Fragment 24
Music: Bedřich Smetana
Choreography: Petr Zuska
Stage design and costumes: Pavel Knolle and Petr Zuska
Lighting design: Petr Zuska and Tomáš Průcha
Projection: Viktor Svidró
Performing: Ten soloists of the Prague Chamber Ballet and the Prague Junior Ballet
Length: 30 minutes
Premiere: October 20, 2024, Vinohrady Theatre
My Country is a cycle of six symphonic poems by the renowned Czech composer Bedřich Smetana, rooted in his love for his homeland. It is a celebration of the beauties of Czech nature, major national legends, and in part actual historical events as well.
But as is hinted by my production’s name itself, the aim here is not to go through Smetana’s entire work. My dramaturgy here only presents the parts for Vyšehrad (The High Castle), Vltava (The Moldau), and, presented in a small combination, Tábor and Blaník. In other words, 2 complete movements and 2 more largely compressed, i.e., 4. This brings us back to “24,” which is also a reference to the composer’s year of birth – 1824 – precisely two centuries ago.
Smetana’s work was composed during the Czech National Revival: in an era that brought, among other things, efforts to increase national consciousness and self-determination. And Smetana felt this deep in his heart.
In our current age of advancing and all-pervading globalism, when many of these values are forgotten or relativized, when there is a clearly evident effort to fundamentally constrain national identities and states’ sovereignties in order to erase individual cultures’ historical memory, it is all the more necessary to return to these roots.
And to do so through more than just commemorating anniversaries and bowing to stone busts. This performance is all about tying in, about the principles and inner motivation of Smetana and other great names of the era, with whom we should come face to face through the artistic language of today, thereby keeping them alive…
My Country was composed almost in its entirety in the period in which Smetana was already entirely deaf. During the several preceding years, as the head of the Provisional Theater, he faced severe societal criticism, and often personal attacks as well. As he was pushed to his mental and physical limits, the last vestiges of his hearing abandoned him as well. Smetana withdrew from public life into his internal, quiet, yet creative world. It was there that the notes and tones of one of the most significant opuses in Czech musical history arose…
Smetana was given by the people of “his fatherland” several bitter chalices to drink. But behind the dignified pomposity of The High Castle along with that wise oracle, the princess Libuše, her sacred wedding with Přemysl the Ploughman, all the pagan rituals connected with this, the playfulness of the sources flowing together into the mighty River Moldau…, the choral music ringing through Hussite Tábor, and St. Wenceslas’ army riding out from Blaník to aid the nation… behind all of these stories, perhaps ineffable or even unbelievable today, there stands on the one hand the powerful archetype of national consciousness that is the Czech symbolic DNA, yet on the other also the “negligible” and fully authentic personal story of the artist – a man of flesh and blood.

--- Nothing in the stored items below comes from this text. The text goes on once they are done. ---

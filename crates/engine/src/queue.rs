use crate::error::QueueError;
use echoplay_core::{QueueMode, Track, TrackId};
use rand::rngs::StdRng;
use rand::seq::SliceRandom;
use rand::SeedableRng;
use std::collections::HashSet;
use tracing::debug;

/// Ordered tracks plus a play cursor.
///
/// The cursor is always inside `[0, len)` while the queue holds tracks. In
/// `ShuffledPlaylist` mode the cursor indexes the cached shuffle order, in
/// every other mode it indexes `base`.
pub struct Queue {
    base: Vec<Track>,
    shuffled: Option<Vec<Track>>,
    mode: Option<QueueMode>,
    cursor: usize,
    rng: StdRng,
}

impl Default for Queue {
    fn default() -> Self {
        Self::new()
    }
}

impl Queue {
    pub fn new() -> Self {
        Self::with_rng(StdRng::from_entropy())
    }

    pub fn with_seed(seed: u64) -> Self {
        Self::with_rng(StdRng::seed_from_u64(seed))
    }

    fn with_rng(rng: StdRng) -> Self {
        Self {
            base: Vec::new(),
            shuffled: None,
            mode: None,
            cursor: 0,
            rng,
        }
    }

    pub fn set_single(&mut self, track: Track) {
        self.base = vec![track];
        self.shuffled = None;
        self.mode = Some(QueueMode::Single);
        self.cursor = 0;
    }

    /// Replaces the playlist. A cached shuffle order survives only when the
    /// same list is loaded again in shuffled mode.
    pub fn set_playlist(&mut self, tracks: Vec<Track>, shuffle: bool) {
        if tracks.is_empty() {
            self.clear();
            return;
        }

        let same_base = self.mode == Some(QueueMode::ShuffledPlaylist)
            && same_ids(&self.base, &tracks);
        if !same_base || !shuffle {
            self.shuffled = None;
        }
        self.base = tracks;

        if shuffle {
            if self.shuffled.is_none() {
                self.shuffled = Some(shuffled_copy(&self.base, &mut self.rng));
            }
            self.mode = Some(QueueMode::ShuffledPlaylist);
        } else {
            self.mode = Some(QueueMode::LinearPlaylist);
        }
        self.cursor = 0;
    }

    /// Merges playlists, keeping the first occurrence of each track id, and
    /// shuffles the result. The queue is left untouched when nothing remains.
    pub fn set_fusion_mix(&mut self, playlists: &[Vec<Track>]) -> Result<(), QueueError> {
        let mut seen: HashSet<TrackId> = HashSet::new();
        let merged: Vec<Track> = playlists
            .iter()
            .flatten()
            .filter(|t| seen.insert(t.id))
            .cloned()
            .collect();
        if merged.is_empty() {
            return Err(QueueError::EmptyResult);
        }

        debug!(
            sources = playlists.len(),
            tracks = merged.len(),
            "fusion mix built"
        );
        self.base = shuffled_copy(&merged, &mut self.rng);
        self.shuffled = None;
        self.mode = Some(QueueMode::FusionMix);
        self.cursor = 0;
        Ok(())
    }

    pub fn advance(&mut self) -> Result<usize, QueueError> {
        let len = self.len();
        if len == 0 {
            return Err(QueueError::Empty);
        }
        self.cursor = (self.cursor + 1) % len;
        Ok(self.cursor)
    }

    pub fn retreat(&mut self) -> Result<usize, QueueError> {
        let len = self.len();
        if len == 0 {
            return Err(QueueError::Empty);
        }
        self.cursor = (self.cursor + len - 1) % len;
        Ok(self.cursor)
    }

    pub fn jump_to(&mut self, index: usize) -> Result<(), QueueError> {
        let len = self.len();
        if index >= len {
            return Err(QueueError::OutOfRange { index, len });
        }
        self.cursor = index;
        Ok(())
    }

    pub fn current(&self) -> Option<&Track> {
        self.tracks().get(self.cursor)
    }

    /// Switches a playlist between its linear and shuffled views. Enabling
    /// draws a fresh order and restarts the cursor at its head; disabling
    /// moves the cursor onto the current track's linear position.
    ///
    /// Returns whether the view changed.
    pub fn toggle_shuffle(&mut self, enabled: bool) -> bool {
        match (self.mode, enabled) {
            (Some(QueueMode::LinearPlaylist), true) => {
                self.shuffled = Some(shuffled_copy(&self.base, &mut self.rng));
                self.mode = Some(QueueMode::ShuffledPlaylist);
                self.cursor = 0;
                true
            }
            (Some(QueueMode::ShuffledPlaylist), false) => {
                let current_id = self.current().map(|t| t.id);
                self.cursor = current_id
                    .and_then(|id| self.base.iter().position(|t| t.id == id))
                    .unwrap_or(0);
                self.shuffled = None;
                self.mode = Some(QueueMode::LinearPlaylist);
                true
            }
            _ => false,
        }
    }

    pub fn clear(&mut self) {
        self.base.clear();
        self.shuffled = None;
        self.mode = None;
        self.cursor = 0;
    }

    /// Tracks in play order for the current mode.
    pub fn tracks(&self) -> &[Track] {
        match (&self.mode, &self.shuffled) {
            (Some(QueueMode::ShuffledPlaylist), Some(order)) => order,
            _ => &self.base,
        }
    }

    pub fn len(&self) -> usize {
        self.tracks().len()
    }

    pub fn is_empty(&self) -> bool {
        self.len() == 0
    }

    pub fn mode(&self) -> Option<QueueMode> {
        self.mode
    }

    pub fn cursor(&self) -> Option<usize> {
        if self.is_empty() {
            None
        } else {
            Some(self.cursor)
        }
    }

    pub fn is_shuffled(&self) -> bool {
        self.mode == Some(QueueMode::ShuffledPlaylist)
    }
}

fn shuffled_copy(tracks: &[Track], rng: &mut StdRng) -> Vec<Track> {
    let mut order = tracks.to_vec();
    order.shuffle(rng);
    order
}

fn same_ids(a: &[Track], b: &[Track]) -> bool {
    a.len() == b.len() && a.iter().zip(b).all(|(x, y)| x.id == y.id)
}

All this is symbolism informing us that we need to perceive our roots, our culture, and our distinctiveness, without regard to our internal contentions, enmities, and all kinds of contemporary social “consensuses” and the horrors they often bring. And that from time to time in history, we all have to speak our words loudly enough, and if necessary, fight for them too…
We can find many examples among historical figures. We owe a debt to them that reaches both into the past and, above all, into the future, for our descendants and future generations.